The word trauma can be confusing because there are two definitions. Trauma as a result of a distressing or disturbing psychological experience can be caused by one-time events such as an accident, injury, or a violent attack. Constant, persistent stress such as threats in a crime-ridden neighborhood, battling a life-threatening illness, or witnessing a painful event can cause trauma.
Physical injuries of sudden onset and severity, which require a higher level of medical attention are referred to as traumatic injury. Traumatic injury is caused by various forces from outside of the body, which can be blunt or penetrating. Blunt trauma includes falls, road traffic crashes, crush injuries and assaults and burns. Penetrating trauma involves shooting, stabbing or falling onto a sharp object (known as impalement).
Trauma incidents often cause systemic shock and may require immediate resuscitation and interventions to save life and limb. Traumatic injuries include motor vehicle collisions, sports injuries, falls, natural disasters and a multitude of other injuries that require intensive immediate care. People that experience a physical trauma may also experience psychological difficulty due to the shock of the unexpected injury.

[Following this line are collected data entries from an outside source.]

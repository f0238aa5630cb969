//! Apply a [`Schema`] to a subtree.
//!
//! Elements without a rule are unwrapped (their children move up) except
//! for a short list of elements whose content is never text, which are
//! dropped whole. Elements with a rule keep only the attributes and styles
//! the rule, merged with its type's globals, accepts. Cards and pending card
//! markers are left alone: their content belongs to the card.

use std::collections::BTreeMap;

use crate::constants::{CARD_KEY, READY_CARD_KEY};
use crate::dom::{Dom, NodeData, NodeId};
use crate::schema::{Schema, SchemaAttributes};

/// Elements removed together with their content.
const DROP_WITH_CONTENT: &[&str] = &[
    "script", "style", "template", "noscript", "object", "embed", "head", "meta", "link", "title",
    "iframe",
];

/// What a [`normalize`] pass changed.
#[derive(Clone, Copy, Debug, Default, PartialEq, Eq)]
pub struct NormalizeReport {
    /// Elements replaced by their children.
    pub unwrapped: usize,
    /// Elements and comments removed with their content.
    pub dropped: usize,
    /// Attributes and style properties removed.
    pub filtered: usize,
}

/// Normalise everything below `root`. `root` itself is not touched.
pub fn normalize(schema: &Schema, dom: &mut Dom, root: NodeId) -> NormalizeReport {
    let mut report = NormalizeReport::default();
    for child in dom.children(root).to_vec() {
        normalize_node(schema, dom, child, &mut report);
    }
    tracing::debug!(
        unwrapped = report.unwrapped,
        dropped = report.dropped,
        filtered = report.filtered,
        "normalized"
    );
    report
}

fn normalize_node(schema: &Schema, dom: &mut Dom, node: NodeId, report: &mut NormalizeReport) {
    let name = match dom.data(node) {
        NodeData::Text(_) | NodeData::Document => return,
        NodeData::Comment(_) => {
            dom.detach(node);
            report.dropped += 1;
            return;
        }
        NodeData::Element(el) => el.name.clone(),
    };
    if dom.has_attr(node, CARD_KEY) || dom.has_attr(node, READY_CARD_KEY) {
        return;
    }
    if DROP_WITH_CONTENT.contains(&name.as_str()) {
        tracing::trace!(%name, "dropping element");
        dom.detach(node);
        report.dropped += 1;
        return;
    }

    for child in dom.children(node).to_vec() {
        normalize_node(schema, dom, child, report);
    }

    let mut attributes = dom.attributes_map(node);
    let mut styles = dom.css(node);
    let (before_attrs, before_styles) = (attributes.len(), styles.len());

    if schema.get_rule(dom, node, None).is_some() {
        schema.filter(dom, node, &mut attributes, &mut styles);
    } else {
        // A same-named rule may still match once the offending values go.
        let candidates: Vec<SchemaAttributes> = schema
            .find(|rule| rule.name == name)
            .iter()
            .map(|rule| {
                rule.attributes
                    .merged_with(schema.data().globals.get(&rule.schema_type))
            })
            .collect();
        if candidates.is_empty() {
            unwrap(dom, node, &name, report);
            return;
        }
        attributes.retain(|key, value| {
            candidates
                .iter()
                .any(|c| Schema::check_value(&c.attrs, key, Some(value.as_str())))
        });
        styles.retain(|key, value| {
            candidates
                .iter()
                .any(|c| Schema::check_value(&c.style, key, Some(value.as_str())))
        });
    }

    write_back(dom, node, &attributes, &styles);
    report.filtered += (before_attrs - attributes.len()) + (before_styles - styles.len());

    if schema.get_rule(dom, node, None).is_none() {
        unwrap(dom, node, &name, report);
    }
}

fn unwrap(dom: &mut Dom, node: NodeId, name: &str, report: &mut NormalizeReport) {
    tracing::trace!(name, "unwrapping element without a rule");
    dom.unwrap(node);
    report.unwrapped += 1;
}

fn write_back(
    dom: &mut Dom,
    node: NodeId,
    attributes: &BTreeMap<String, String>,
    styles: &BTreeMap<String, String>,
) {
    let stale: Vec<String> = dom
        .attributes_map(node)
        .into_keys()
        .filter(|key| !attributes.contains_key(key))
        .collect();
    for key in stale {
        dom.remove_attr(node, &key);
    }
    if dom.css(node) != *styles {
        dom.set_css(node, styles);
    }
}

#[cfg(test)]
mod tests {
    use super::*;
    use crate::schema::{SchemaRule, SchemaValue};

    fn run(schema: &Schema, html: &str) -> (String, NormalizeReport) {
        let mut dom = Dom::new();
        let root = dom.create_element("div");
        dom.append_child(dom.body(), root);
        dom.set_inner_html(root, html);
        let report = normalize(schema, &mut dom, root);
        (dom.inner_html(root), report)
    }

    #[test]
    fn test_unknown_elements_are_unwrapped() {
        let schema = Schema::with_defaults();
        let (html, report) = run(&schema, "<section><p>a<font>b</font></p></section>");
        insta::assert_snapshot!(html, @"<p>ab</p>");
        assert_eq!(report.unwrapped, 2);
    }

    #[test]
    fn test_dangerous_elements_are_dropped() {
        let schema = Schema::with_defaults();
        let (html, report) = run(
            &schema,
            "<p>a<script>alert(1)</script></p><!-- note --><style>p{}</style><p>b</p>",
        );
        insta::assert_snapshot!(html, @"<p>a</p><p>b</p>");
        assert_eq!(report.dropped, 3);
    }

    #[test]
    fn test_attributes_are_filtered() {
        let schema = Schema::with_defaults();
        let (html, report) = run(
            &schema,
            r#"<p data-id="p-1" class="x" style="text-align: center; color: red">t</p>"#,
        );
        insta::assert_snapshot!(html, @r#"<p data-id="p-1" style="text-align: center;">t</p>"#);
        assert_eq!(report.filtered, 2);
    }

    #[test]
    fn test_bad_link_keeps_element() {
        let schema = Schema::with_defaults();
        let (html, _) = run(
            &schema,
            r#"<p><a href="javascript:alert(1)" target="_blank">x</a></p>"#,
        );
        insta::assert_snapshot!(html, @r#"<p><a target="_blank">x</a></p>"#);
    }

    #[test]
    fn test_required_style_decides_span() {
        let schema = Schema::with_defaults();
        let (html, _) = run(
            &schema,
            r#"<p><span style="color: red; font-size: 12px">r</span><span style="font-size: 12px">s</span></p>"#,
        );
        insta::assert_snapshot!(html, @r#"<p><span style="color: red;">r</span>s</p>"#);
    }

    #[test]
    fn test_cards_are_skipped() {
        let schema = Schema::with_defaults();
        let (html, report) = run(
            &schema,
            r#"<div data-card-key="video" data-card-type="block"><section>x</section></div>"#,
        );
        insta::assert_snapshot!(html, @r#"<div data-card-key="video" data-card-type="block"><section>x</section></div>"#);
        assert_eq!(report, NormalizeReport::default());
    }

    #[test]
    fn test_custom_rule() {
        let mut schema = Schema::new();
        schema.add_one(SchemaRule::block("p"));
        schema.add_one(
            SchemaRule::mark("mark").with_attributes(
                SchemaAttributes::new()
                    .attr("data-color", SchemaValue::one_of(["yellow", "green"])),
            ),
        );
        let (html, _) = run(
            &schema,
            r#"<p><mark data-color="yellow">a</mark><mark data-color="red">b</mark></p>"#,
        );
        insta::assert_snapshot!(html, @r#"<p><mark data-color="yellow">a</mark><mark>b</mark></p>"#);
    }
}
/// Split a declaration list on `;` outside quotes and parentheses.
fn split_declarations(style: &str) -> Vec<&str> {
    let mut parts = Vec::new();
    let mut start = 0;
    let mut depth = 0usize;
    let mut quote: Option<char> = None;
    let mut escaped = false;
    for (index, c) in style.char_indices() {
        if let Some(open) = quote {
            if escaped {
                escaped = false;
            } else if c == '\\' {
                escaped = true;
            } else if c == open {
                quote = None;
            }
            continue;
        }
        match c {
            '"' | '\'' => quote = Some(c),
            '(' => depth += 1,
            ')' => depth = depth.saturating_sub(1),
            ';' if depth == 0 => {
                parts.push(&style[start..index]);
                start = index + 1;
            }
            _ => {}
        }
    }
    parts.push(&style[start..]);
    parts
}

Born on the battlefield, trauma care came of age during the 1960s with lessons learned in the Korean and Vietnam wars, which were brought back to the United States. Hospital emergency rooms existed long before that time, but while every trauma is an emergency, but not every emergency involves trauma. Indeed, trauma is a complex event requiring an on-site team of physicians, nurses, and technicians specially trained to do the right thing at top speed.
Modeled after these mobile army surgical hospital (M.A.S.H.) units, the nation’s first hospital-based civilian trauma units were established in 1966 at San Francisco General Hospital and Chicago’s Cook County Hospital. Although these two trauma units served as models in the sixties, it was a decade later that formal guidelines were established for the systematic delivery of trauma care. A 1976 report from the American College of Surgeons Committee on Trauma (ACSCOT), Optimal Hospital Resources for Care of the Seriously Injured, specified the requirements for effective trauma systems. Out of that report came the now-familiar trauma center levels, as well as the organization of multidisciplinary trauma teams and the trauma center verification process.
Emergency and trauma care differ in that trauma centers have availability of immediate resources to provide an entire spectrum of critical and intensive care any time of the day or night to address the needs of all types of injured patients, where an emergency department is not able to have the specific personnel or resources on-site 24/7 to provide certain types of critical intervention in the moment.